What the task asks: The full listing below should be copied verbatim.

Entries shown:
========================

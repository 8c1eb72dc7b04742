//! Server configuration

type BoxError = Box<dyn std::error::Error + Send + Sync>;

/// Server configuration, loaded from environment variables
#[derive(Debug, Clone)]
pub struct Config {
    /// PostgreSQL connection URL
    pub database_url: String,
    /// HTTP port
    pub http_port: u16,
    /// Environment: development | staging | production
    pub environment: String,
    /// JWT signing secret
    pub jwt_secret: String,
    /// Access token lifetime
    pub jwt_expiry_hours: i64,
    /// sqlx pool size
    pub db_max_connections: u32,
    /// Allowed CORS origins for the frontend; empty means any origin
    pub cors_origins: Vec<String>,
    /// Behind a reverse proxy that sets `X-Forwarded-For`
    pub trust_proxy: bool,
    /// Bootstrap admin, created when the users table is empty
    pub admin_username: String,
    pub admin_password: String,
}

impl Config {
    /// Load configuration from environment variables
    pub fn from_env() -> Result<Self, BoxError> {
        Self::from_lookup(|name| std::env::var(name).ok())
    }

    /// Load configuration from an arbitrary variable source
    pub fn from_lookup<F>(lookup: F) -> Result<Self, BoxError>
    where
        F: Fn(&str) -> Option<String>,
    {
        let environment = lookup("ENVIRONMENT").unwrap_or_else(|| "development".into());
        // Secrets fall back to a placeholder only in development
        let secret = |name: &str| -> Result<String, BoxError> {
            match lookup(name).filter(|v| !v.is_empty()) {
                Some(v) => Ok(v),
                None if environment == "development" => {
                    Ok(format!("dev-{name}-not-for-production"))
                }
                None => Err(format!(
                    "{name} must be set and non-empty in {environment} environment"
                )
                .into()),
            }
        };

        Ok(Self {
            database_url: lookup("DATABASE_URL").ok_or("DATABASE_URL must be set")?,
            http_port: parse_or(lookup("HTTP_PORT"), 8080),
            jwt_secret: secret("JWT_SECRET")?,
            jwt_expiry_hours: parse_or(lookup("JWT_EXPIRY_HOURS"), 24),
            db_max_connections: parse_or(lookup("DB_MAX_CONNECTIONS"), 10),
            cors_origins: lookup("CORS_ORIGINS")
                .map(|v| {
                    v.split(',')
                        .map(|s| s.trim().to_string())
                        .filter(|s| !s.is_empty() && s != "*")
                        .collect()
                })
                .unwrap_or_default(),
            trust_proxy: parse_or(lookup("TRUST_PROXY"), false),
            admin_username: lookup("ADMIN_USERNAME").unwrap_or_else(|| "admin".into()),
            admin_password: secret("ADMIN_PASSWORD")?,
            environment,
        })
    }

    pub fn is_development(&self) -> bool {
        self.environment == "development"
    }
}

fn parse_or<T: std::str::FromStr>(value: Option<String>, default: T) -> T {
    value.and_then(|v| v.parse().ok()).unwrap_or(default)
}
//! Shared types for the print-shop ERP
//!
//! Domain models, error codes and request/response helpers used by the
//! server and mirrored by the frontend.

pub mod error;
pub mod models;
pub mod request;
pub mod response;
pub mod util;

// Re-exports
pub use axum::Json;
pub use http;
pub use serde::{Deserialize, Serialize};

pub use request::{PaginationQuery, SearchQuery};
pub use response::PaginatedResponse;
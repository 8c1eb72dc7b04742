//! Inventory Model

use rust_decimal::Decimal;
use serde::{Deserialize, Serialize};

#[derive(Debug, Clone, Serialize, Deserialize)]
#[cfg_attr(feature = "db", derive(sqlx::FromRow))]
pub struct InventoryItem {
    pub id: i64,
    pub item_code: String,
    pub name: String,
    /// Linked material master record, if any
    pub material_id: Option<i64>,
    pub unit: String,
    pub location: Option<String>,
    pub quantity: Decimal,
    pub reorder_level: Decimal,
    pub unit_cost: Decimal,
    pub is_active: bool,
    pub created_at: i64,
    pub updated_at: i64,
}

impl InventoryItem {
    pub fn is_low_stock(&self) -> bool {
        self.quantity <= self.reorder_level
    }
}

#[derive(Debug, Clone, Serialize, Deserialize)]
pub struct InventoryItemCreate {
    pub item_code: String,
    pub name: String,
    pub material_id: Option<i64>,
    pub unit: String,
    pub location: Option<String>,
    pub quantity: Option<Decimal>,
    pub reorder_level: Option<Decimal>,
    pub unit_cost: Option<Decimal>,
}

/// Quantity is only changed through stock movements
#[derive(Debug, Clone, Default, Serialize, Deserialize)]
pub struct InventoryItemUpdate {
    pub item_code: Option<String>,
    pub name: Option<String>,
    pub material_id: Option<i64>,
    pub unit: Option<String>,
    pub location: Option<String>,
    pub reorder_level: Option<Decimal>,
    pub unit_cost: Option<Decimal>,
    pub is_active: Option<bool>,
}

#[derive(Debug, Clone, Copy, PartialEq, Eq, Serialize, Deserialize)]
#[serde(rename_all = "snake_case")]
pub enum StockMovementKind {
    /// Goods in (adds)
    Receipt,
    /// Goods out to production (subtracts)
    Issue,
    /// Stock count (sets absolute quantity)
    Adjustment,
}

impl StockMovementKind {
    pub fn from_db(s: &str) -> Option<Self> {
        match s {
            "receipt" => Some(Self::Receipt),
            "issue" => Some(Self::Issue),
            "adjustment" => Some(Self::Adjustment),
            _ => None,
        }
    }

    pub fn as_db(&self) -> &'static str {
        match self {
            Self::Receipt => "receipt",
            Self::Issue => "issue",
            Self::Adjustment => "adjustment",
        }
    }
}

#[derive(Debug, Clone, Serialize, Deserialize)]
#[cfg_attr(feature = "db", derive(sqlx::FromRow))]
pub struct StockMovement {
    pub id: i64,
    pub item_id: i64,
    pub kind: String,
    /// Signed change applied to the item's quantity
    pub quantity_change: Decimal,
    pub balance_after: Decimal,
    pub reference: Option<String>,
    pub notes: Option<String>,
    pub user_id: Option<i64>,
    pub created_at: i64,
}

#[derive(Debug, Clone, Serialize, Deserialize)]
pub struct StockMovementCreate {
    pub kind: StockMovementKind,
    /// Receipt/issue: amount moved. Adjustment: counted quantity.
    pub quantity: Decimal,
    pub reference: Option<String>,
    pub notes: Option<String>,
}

========================

Result for this exercise:
repository 8c1eb72dc7b04742
//! Server configuration

type BoxError = Box<dyn std::error::Error + Send + Sync>;

/// Server configuration, loaded from environment variables
#[derive(Debug, Clone)]
pub struct Config {
    /// PostgreSQL connection URL
    pub database_url: String,
    /// HTTP port
    pub http_port: u16,
    /// Environment: development | staging | production
    pub environment: String,
    /// JWT signing secret
    pub jwt_secret: String,
    /// Access token lifetime
    pub jwt_expiry_hours: i64,
    /// sqlx pool size
    pub db_max_connections: u32,
    /// Allowed CORS origins for the frontend; empty means any origin
    pub cors_origins: Vec<String>,
    /// Behind a reverse proxy that sets `X-Forwarded-For`
    pub trust_proxy: bool,
    /// Bootstrap admin, created when the users table is empty
    pub admin_username: String,
    pub admin_password: String,
}

impl Config {
    /// Load configuration from environment variables
    pub fn from_env() -> Result<Self, BoxError> {
        Self::from_lookup(|name| std::env::var(name).ok())
    }

    /// Load configuration from an arbitrary variable source
    pub fn from_lookup<F>(lookup: F) -> Result<Self, BoxError>
    where
        F: Fn(&str) -> Option<String>,
    {
        let environment = lookup("ENVIRONMENT").unwrap_or_else(|| "development".into());
        // Secrets fall back to a placeholder only in development
        let secret = |name: &str| -> Result<String, BoxError> {
            match lookup(name).filter(|v| !v.is_empty()) {
                Some(v) => Ok(v),
                None if environment == "development" => {
                    Ok(format!("dev-{name}-not-for-production"))
                }
                None => Err(format!(
                    "{name} must be set and non-empty in {environment} environment"
                )
                .into()),
            }
        };

        Ok(Self {
            database_url: lookup("DATABASE_URL").ok_or("DATABASE_URL must be set")?,
            http_port: parse_or(lookup("HTTP_PORT"), 8080),
            jwt_secret: secret("JWT_SECRET")?,
            jwt_expiry_hours: parse_or(lookup("JWT_EXPIRY_HOURS"), 24),
            db_max_connections: parse_or(lookup("DB_MAX_CONNECTIONS"), 10),
            cors_origins: lookup("CORS_ORIGINS")
                .map(|v| {
                    v.split(',')
                        .map(|s| s.trim().to_string())
                        .filter(|s| !s.is_empty() && s != "*")
                        .collect()
                })
                .unwrap_or_default(),
            trust_proxy: parse_or(lookup("TRUST_PROXY"), false),
            admin_username: lookup("ADMIN_USERNAME").unwrap_or_else(|| "admin".into()),
            admin_password: secret("ADMIN_PASSWORD")?,
            environment,
        })
    }

    pub fn is_development(&self) -> bool {
        self.environment == "development"
    }
}

fn parse_or<T: std::str::FromStr>(value: Option<String>, default: T) -> T {
    value.and_then(|v| v.parse().ok()).unwrap_or(default)
}
//! Shared types for the print-shop ERP
//!
//! Domain models, error codes and request/response helpers used by the
//! server and mirrored by the frontend.

pub mod error;
pub mod models;
pub mod request;
pub mod response;
pub mod util;

// Re-exports
pub use axum::Json;
pub use http;
pub use serde::{Deserialize, Serialize};

pub use request::{PaginationQuery, SearchQuery};
pub use response::PaginatedResponse;
repository 8c1eb72dc7b04742
//! Inventory Model

use rust_decimal::Decimal;
use serde::{Deserialize, Serialize};

#[derive(Debug, Clone, Serialize, Deserialize)]
#[cfg_attr(feature = "db", derive(sqlx::FromRow))]
pub struct InventoryItem {
    pub id: i64,
    pub item_code: String,
    pub name: String,
    /// Linked material master record, if any
    pub material_id: Option<i64>,
    pub unit: String,
    pub location: Option<String>,
    pub quantity: Decimal,
    pub reorder_level: Decimal,
    pub unit_cost: Decimal,
    pub is_active: bool,
    pub created_at: i64,
    pub updated_at: i64,
}

impl InventoryItem {
    pub fn is_low_stock(&self) -> bool {
        self.quantity <= self.reorder_level
    }
}

#[derive(Debug, Clone, Serialize, Deserialize)]
pub struct InventoryItemCreate {
    pub item_code: String,
    pub name: String,
    pub material_id: Option<i64>,
    pub unit: String,
    pub location: Option<String>,
    pub quantity: Option<Decimal>,
    pub reorder_level: Option<Decimal>,
    pub unit_cost: Option<Decimal>,
}

/// Quantity is only changed through stock movements
#[derive(Debug, Clone, Default, Serialize, Deserialize)]
pub struct InventoryItemUpdate {
    pub item_code: Option<String>,
    pub name: Option<String>,
    pub material_id: Option<i64>,
    pub unit: Option<String>,
    pub location: Option<String>,
    pub reorder_level: Option<Decimal>,
    pub unit_cost: Option<Decimal>,
    pub is_active: Option<bool>,
}

#[derive(Debug, Clone, Copy, PartialEq, Eq, Serialize, Deserialize)]
#[serde(rename_all = "snake_case")]
pub enum StockMovementKind {
    /// Goods in (adds)
    Receipt,
    /// Goods out to production (subtracts)
    Issue,
    /// Stock count (sets absolute quantity)
    Adjustment,
}

impl StockMovementKind {
    pub fn from_db(s: &str) -> Option<Self> {
        match s {
            "receipt" => Some(Self::Receipt),
            "issue" => Some(Self::Issue),
            "adjustment" => Some(Self::Adjustment),
            _ => None,
        }
    }

    pub fn as_db(&self) -> &'static str {
        match self {
            Self::Receipt => "receipt",
            Self::Issue => "issue",
            Self::Adjustment => "adjustment",
        }
    }
}

#[derive(Debug, Clone, Serialize, Deserialize)]
#[cfg_attr(feature = "db", derive(sqlx::FromRow))]
pub struct StockMovement {
    pub id: i64,
    pub item_id: i64,
    pub kind: String,
    /// Signed change applied to the item's quantity
    pub quantity_change: Decimal,
    pub balance_after: Decimal,
    pub reference: Option<String>,
    pub notes: Option<String>,
    pub user_id: Option<i64>,
    pub created_at: i64,
}

#[derive(Debug, Clone, Serialize, Deserialize)]
pub struct StockMovementCreate {
    pub kind: StockMovementKind,
    /// Receipt/issue: amount moved. Adjustment: counted quantity.
    pub quantity: Decimal,
    pub reference: Option<String>,
    pub notes: Option<String>,
}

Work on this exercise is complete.